The heavy price of American blood
United States President Donald Trump has opened an ever so tiny crack in the door, giving hope, even if faint, of the possibility of a bi-partisan approach in bringing some level of gun control in that country, after the latest mass killings in Parkland, Florida.
Mr Trump, although he did not specify, says he is willing to look at some measure of gun control, in the midst of the pain and grief unleashed by a lone shooter who snuffed out the lives of 17 people last Wednesday at the Majory Stoneman Douglas High School.
One has learnt to be cautious when it comes to the issue of gun control in the US, given the long and wretched history of stubborn resistance by the gun lobby — led by the National Rifle Association (NRA) — to even the thought of the slightest change to the Second Amendment which constitutionally protects the right to bear arms.
Every deadly massing shooting — 30 since 1949 with 19 of them coming in the last decade — has set off much wailing, gnashing of teeth, smiting of the breast and passionate calls for gun control, but in the end, nothing by way of serious action.
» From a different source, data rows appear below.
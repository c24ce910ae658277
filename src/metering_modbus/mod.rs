use log::{debug, error, info};
use rmodbus::{client::ModbusRequest, guess_response_frame_len, ModbusProto};
use std::sync::Arc;
use std::time::Duration;
use thiserror::Error;
use tokio::sync::watch;

use crate::config::Config;
use crate::models::{MeterEndpoint, Reading};
use crate::pipeline::ReadingProducer;

pub mod bus;
pub mod registers;

use bus::{BusPort, Direction, DirectionControl};

/// Pause between two meters so slow slaves release the bus
pub const SETTLE_DELAY: Duration = Duration::from_millis(50);

/* address, function and byte count (or exception code) */
const RESPONSE_HEAD_LEN: usize = 3;

#[derive(Error, Debug)]
pub enum ProtocolError {
    #[error("Bus I/O failed: {0}")]
    Io(#[from] std::io::Error),
    #[error("Unable to open bus {0}: {1}")]
    Open(String, serialport::Error),
    #[error("Unable to build request: {0}")]
    Request(String),
    #[error("Slave {0} answered with error: {1}")]
    Response(u8, String),
    #[error("Slave {slave} returned {got} registers, expected {expected}")]
    ShortResponse { slave: u8, got: usize, expected: usize },
    #[error("Bus worker stopped: {0}")]
    Worker(String),
}

/// Single master on a half duplex RS-485 bus
pub struct TelemetryReader<B: BusPort> {
    bus: B,
    direction: Box<dyn DirectionControl>,
}

impl<B: BusPort> TelemetryReader<B> {
    pub fn new(bus: B, direction: Box<dyn DirectionControl>) -> Self {
        return TelemetryReader { bus, direction };
    }

    /// Leaves the transceiver listening with an empty input buffer
    pub fn begin(&mut self) -> Result<(), ProtocolError> {
        self.direction.set_direction(Direction::Receive)?;
        self.bus.discard_input()?;
        info!("Modbus RS485 started");
        return Ok(());
    }

    /// Reads one meter, either both transactions succeed or there is no reading
    pub fn read_meter(&mut self, meter: &MeterEndpoint) -> Result<Reading, ProtocolError> {
        let slave = meter.modbus_id;

        let regs = self.read_holdings(slave, registers::INSTANT_BLOCK_START, registers::INSTANT_BLOCK_LEN)?;
        let instant = registers::decode_instantaneous(&regs);

        let regs = self.read_holdings(slave, registers::ENERGY_START, registers::ENERGY_LEN)?;
        let total_kwh = registers::decode_energy(&regs);

        return Ok(Reading {
            channel: meter.channel_index,
            voltage: instant.voltage,
            current: instant.current,
            power: instant.power,
            total_kwh,
        });
    }

    fn read_holdings(&mut self, slave: u8, start: u16, count: u16) -> Result<Vec<u16>, ProtocolError> {
        let mut mreq = ModbusRequest::new(slave, ModbusProto::Rtu);
        let mut request = Vec::new();
        mreq.generate_get_holdings(start, count, &mut request)
            .map_err(|e| ProtocolError::Request(format!("{e:?}")))?;

        self.bus.discard_input()?;

        self.direction.set_direction(Direction::Transmit)?;
        let sent = self.bus.write_frame(&request);
        /* release the bus even if the write failed */
        self.direction.set_direction(Direction::Receive)?;
        sent?;

        let mut response = vec![0u8; RESPONSE_HEAD_LEN];
        self.bus.read_exact(&mut response)?;

        let len = guess_response_frame_len(&response, ModbusProto::Rtu)
            .map_err(|e| ProtocolError::Response(slave, format!("{e:?}")))? as usize;
        if len > RESPONSE_HEAD_LEN {
            let mut rest = vec![0u8; len - RESPONSE_HEAD_LEN];
            self.bus.read_exact(&mut rest)?;
            response.extend(rest);
        }

        let mut data = Vec::new();
        mreq.parse_u16(&response, &mut data)
            .map_err(|e| ProtocolError::Response(slave, format!("{e:?}")))?;

        if data.len() < count as usize {
            return Err(ProtocolError::ShortResponse { slave, got: data.len(), expected: count as usize });
        }
        return Ok(data);
    }
}

#[derive(Debug, Default, Clone, Copy, PartialEq, Eq)]
pub struct SweepReport {
    pub read: usize,
    pub failed: usize,
}

/// Polls all configured meters one after another and feeds the reading queue
pub struct TelemetryPoller<B: BusPort + 'static> {
    reader: Option<TelemetryReader<B>>,
    config: watch::Receiver<Arc<Config>>,
    producer: ReadingProducer,
}

impl<B: BusPort + 'static> TelemetryPoller<B> {
    pub fn new(reader: TelemetryReader<B>, config: watch::Receiver<Arc<Config>>, producer: ReadingProducer) -> Self {
        return TelemetryPoller { reader: Some(reader), config, producer };
    }

    pub async fn start_thread(mut self) -> Result<(), ProtocolError> {
        if let Some(reader) = self.reader.as_mut() {
            reader.begin()?;
        }

        loop {
            let report = self.sweep().await?;
            let interval = self.config.borrow().mqtt.interval.max(1);
            debug!("Sweep done, {} read, {} failed, sleeping {interval}s", report.read, report.failed);
            tokio::time::sleep(Duration::from_secs(interval)).await;
        }
    }

    /// One pass over the meters of the current configuration snapshot
    pub async fn sweep(&mut self) -> Result<SweepReport, ProtocolError> {
        let snapshot = self.config.borrow_and_update().clone();
        let mut report = SweepReport::default();

        for meter in snapshot.meters.iter() {
            let mut reader = self.reader.take()
                .ok_or_else(|| ProtocolError::Worker("reader lost".to_string()))?;
            let m = meter.clone();

            /* serial I/O blocks, the reader travels to the blocking pool and back */
            let (reader, result) = tokio::task::spawn_blocking(move || {
                let result = reader.read_meter(&m);
                (reader, result)
            })
            .await
            .map_err(|e| ProtocolError::Worker(e.to_string()))?;
            self.reader = Some(reader);

            match result {
                Ok(reading) => {
                    debug!("Meter {} (slave {}) read: {:?}", meter.name, meter.modbus_id, reading);
                    report.read += 1;
                    /* a full queue is logged by the producer, the reading is gone either way */
                    let _ = self.producer.enqueue(reading).await;
                }
                Err(e) => {
                    error!("Modbus error on meter {} (slave {}): {e}", meter.name, meter.modbus_id);
                    report.failed += 1;
                }
            }

            tokio::time::sleep(SETTLE_DELAY).await;
        }

        return Ok(report);
    }
}

#[cfg(test)]
pub(crate) mod tests {
    use super::*;
    use crate::pipeline;
    use std::collections::{HashMap, VecDeque};
    use std::io;
    use std::sync::Mutex;

    #[derive(Debug, Clone, PartialEq)]
    pub enum BusEvent {
        Direction(Direction),
        Write(Vec<u8>),
    }

    fn crc16(frame: &[u8]) -> u16 {
        let mut crc: u16 = 0xFFFF;
        for b in frame {
            crc ^= *b as u16;
            for _ in 0..8 {
                if crc & 1 != 0 {
                    crc = (crc >> 1) ^ 0xA001;
                } else {
                    crc >>= 1;
                }
            }
        }
        crc
    }

    fn with_crc(mut frame: Vec<u8>) -> Vec<u8> {
        let crc = crc16(&frame);
        frame.extend(crc.to_le_bytes());
        frame
    }

    /// Simulated meters answering holding register reads
    #[derive(Clone, Default)]
    pub struct MockBus {
        pub registers: HashMap<u8, HashMap<u16, u16>>,
        /* slave -> register start that answers with an exception */
        pub exceptions: HashMap<u8, u16>,
        pending: VecDeque<u8>,
        pub events: Arc<Mutex<Vec<BusEvent>>>,
    }

    impl MockBus {
        pub fn with_meter(mut self, slave: u8, instant: [u16; 10], energy: [u16; 2]) -> Self {
            let mut regs = HashMap::new();
            for (i, v) in instant.iter().enumerate() {
                regs.insert(registers::INSTANT_BLOCK_START + i as u16, *v);
            }
            regs.insert(registers::ENERGY_START, energy[0]);
            regs.insert(registers::ENERGY_START + 1, energy[1]);
            self.registers.insert(slave, regs);
            self
        }

        pub fn direction(&self) -> Box<dyn DirectionControl> {
            let events = self.events.clone();
            Box::new(move |d: Direction| -> io::Result<()> {
                events.lock().unwrap().push(BusEvent::Direction(d));
                Ok(())
            })
        }
    }

    impl BusPort for MockBus {
        fn write_frame(&mut self, frame: &[u8]) -> io::Result<()> {
            self.events.lock().unwrap().push(BusEvent::Write(frame.to_vec()));

            let slave = frame[0];
            let start = u16::from_be_bytes([frame[2], frame[3]]);
            let count = u16::from_be_bytes([frame[4], frame[5]]);

            if self.exceptions.get(&slave) == Some(&start) {
                self.pending.extend(with_crc(vec![slave, 0x83, 0x02]));
                return Ok(());
            }

            /* unknown slaves stay silent */
            let regs = match self.registers.get(&slave) {
                Some(r) => r,
                None => return Ok(()),
            };

            let mut response = vec![slave, 0x03, (count * 2) as u8];
            for r in start..start + count {
                response.extend(regs.get(&r).copied().unwrap_or(0).to_be_bytes());
            }
            self.pending.extend(with_crc(response));
            Ok(())
        }

        fn read_exact(&mut self, buf: &mut [u8]) -> io::Result<()> {
            if self.pending.len() < buf.len() {
                self.pending.clear();
                return Err(io::Error::new(io::ErrorKind::TimedOut, "no answer"));
            }
            for b in buf.iter_mut() {
                *b = self.pending.pop_front().unwrap();
            }
            Ok(())
        }

        fn discard_input(&mut self) -> io::Result<()> {
            self.pending.clear();
            Ok(())
        }
    }

    fn meter(id: u32, channel_index: u32, modbus_id: u8) -> MeterEndpoint {
        MeterEndpoint { id, channel_index, modbus_id, name: format!("meter {id}") }
    }

    fn sample_bus() -> MockBus {
        MockBus::default().with_meter(10, [2205, 123, 0, 271, 0, 0, 0, 0, 0, 0], [0x0001, 0xE240])
    }

    #[test]
    fn test_read_meter_decodes_both_transactions() {
        let bus = sample_bus();
        let direction = bus.direction();
        let mut reader = TelemetryReader::new(bus, direction);

        let reading = reader.read_meter(&meter(1, 2, 10)).unwrap();
        assert_eq!(reading, Reading { channel: 2, voltage: 220.5, current: 1.23, power: 271.0, total_kwh: 1234.56 });
    }

    #[test]
    fn test_direction_wraps_every_request() {
        let bus = sample_bus();
        let events = bus.events.clone();
        let direction = bus.direction();
        let mut reader = TelemetryReader::new(bus, direction);

        reader.read_meter(&meter(1, 1, 10)).unwrap();

        let events = events.lock().unwrap();
        assert_eq!(events.len(), 6);
        for chunk in events.chunks(3) {
            assert_eq!(chunk[0], BusEvent::Direction(Direction::Transmit));
            assert!(matches!(chunk[1], BusEvent::Write(_)));
            assert_eq!(chunk[2], BusEvent::Direction(Direction::Receive));
        }
    }

    #[test]
    fn test_request_frames() {
        let bus = sample_bus();
        let events = bus.events.clone();
        let direction = bus.direction();
        let mut reader = TelemetryReader::new(bus, direction);

        reader.read_meter(&meter(1, 1, 10)).unwrap();

        let writes: Vec<Vec<u8>> = events.lock().unwrap().iter().filter_map(|e| match e {
            BusEvent::Write(f) => Some(f.clone()),
            _ => None,
        }).collect();
        assert_eq!(writes[0], with_crc(vec![10, 0x03, 0x00, 0x0C, 0x00, 0x0A]));
        assert_eq!(writes[1], with_crc(vec![10, 0x03, 0x00, 0x00, 0x00, 0x02]));
    }

    #[test]
    fn test_exception_on_first_block_aborts() {
        let mut bus = sample_bus();
        bus.exceptions.insert(10, registers::INSTANT_BLOCK_START);
        let events = bus.events.clone();
        let direction = bus.direction();
        let mut reader = TelemetryReader::new(bus, direction);

        assert!(matches!(reader.read_meter(&meter(1, 1, 10)), Err(ProtocolError::Response(10, _))));
        /* the energy register was never asked for */
        let writes = events.lock().unwrap().iter().filter(|e| matches!(e, BusEvent::Write(_))).count();
        assert_eq!(writes, 1);
    }

    #[test]
    fn test_exception_on_energy_fails_reading() {
        let mut bus = sample_bus();
        bus.exceptions.insert(10, registers::ENERGY_START);
        let direction = bus.direction();
        let mut reader = TelemetryReader::new(bus, direction);

        assert!(reader.read_meter(&meter(1, 1, 10)).is_err());
    }

    #[test]
    fn test_silent_slave_times_out() {
        let bus = sample_bus();
        let direction = bus.direction();
        let mut reader = TelemetryReader::new(bus, direction);

        match reader.read_meter(&meter(2, 2, 99)) {
            Err(ProtocolError::Io(e)) => assert_eq!(e.kind(), io::ErrorKind::TimedOut),
            other => panic!("unexpected {other:?}"),
        }
    }

    #[tokio::test]
    async fn test_sweep_skips_failing_meter() {
        let bus = sample_bus().with_meter(11, [2300, 50, 0, 115, 0, 0, 0, 0, 0, 0], [0, 100]);
        let direction = bus.direction();
        let reader = TelemetryReader::new(bus, direction);

        let mut config = Config::default();
        config.meters = vec![meter(1, 1, 10), meter(2, 2, 99), meter(3, 7, 11)];
        let handle = crate::config::ConfigHandle::new(config);

        let (producer, mut consumer) = pipeline::channel();
        let mut poller = TelemetryPoller::new(reader, handle.subscribe(), producer);

        let report = poller.sweep().await.unwrap();
        assert_eq!(report, SweepReport { read: 2, failed: 1 });

        assert_eq!(consumer.dequeue().await.unwrap().channel, 1);
        let second = consumer.dequeue().await.unwrap();
        assert_eq!(second.channel, 7);
        assert_eq!(second.total_kwh, 1.0);
        assert!(consumer.is_empty());
    }
}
Many of those killings are fresh in the minds of Jamaicans, not only because occasionally some compatriots are among the victims, but because of the senseless nature of the carnage and the fact that even children are often not spared, as in Parkland.
Some of the more difficult-to-forget massacres include:
• April 16, 2007 – 32 killed and an undetermined number injured at Virginia Tech in Blacksburg, Virginia.
• June 12, 2016 – 49 killed and more than 50 injured at the Pulse gay nightclub in Orlando, Florida.
• July 18, 1984 – 21 killed at a McDonald’s restaurant in San Ysidro, California.
• August 1, 1966 – 18 killed and about 30 injured at the University of Texas in Austin.
• August 20, 1986 – 14 postal workers killed in Edmond, Oklahoma.
• October 1, 2017 – 58 killed and over 500 injured at the Harvest Music Festival on the Las Vegas Strip in Nevada, ranking it as the deadliest mass shooting in modern US history.
• October 16, 1991 – 23 killed at Luby’s Cafeteria in Killeen, Texas.
• November 5, 2017 – 26 killed at First Baptist Church in Sutherland Springs, Texas.
• December 2, 2015 – 14 killed at the Inland Regional Center in San Bernardino, California.
• December 14, 2012 – 27 killed including 20 children, ages six and seven at Sandy Hook Elementary School in Newtown, Connecticut.
People outside the United States who are less caught up in the internal politics and therefore likely to be more objective, find it difficult to comprehend the reluctance to contemplate measures to make it more difficult for people to get guns, including assault rifles.
The ease with which it is possible to acquire guns in the US has had serious adverse impact on Jamaica which gets most of its guns from America, much of it illegally brought in and are behind the over 1,600 murders here last year.
We sincerely hope that Mr Trump can get the gun lobby to move in the direction of gun control, something no other president has been able to do in recent history.
America has paid a heavy price in innocent blood for its Second Amendment.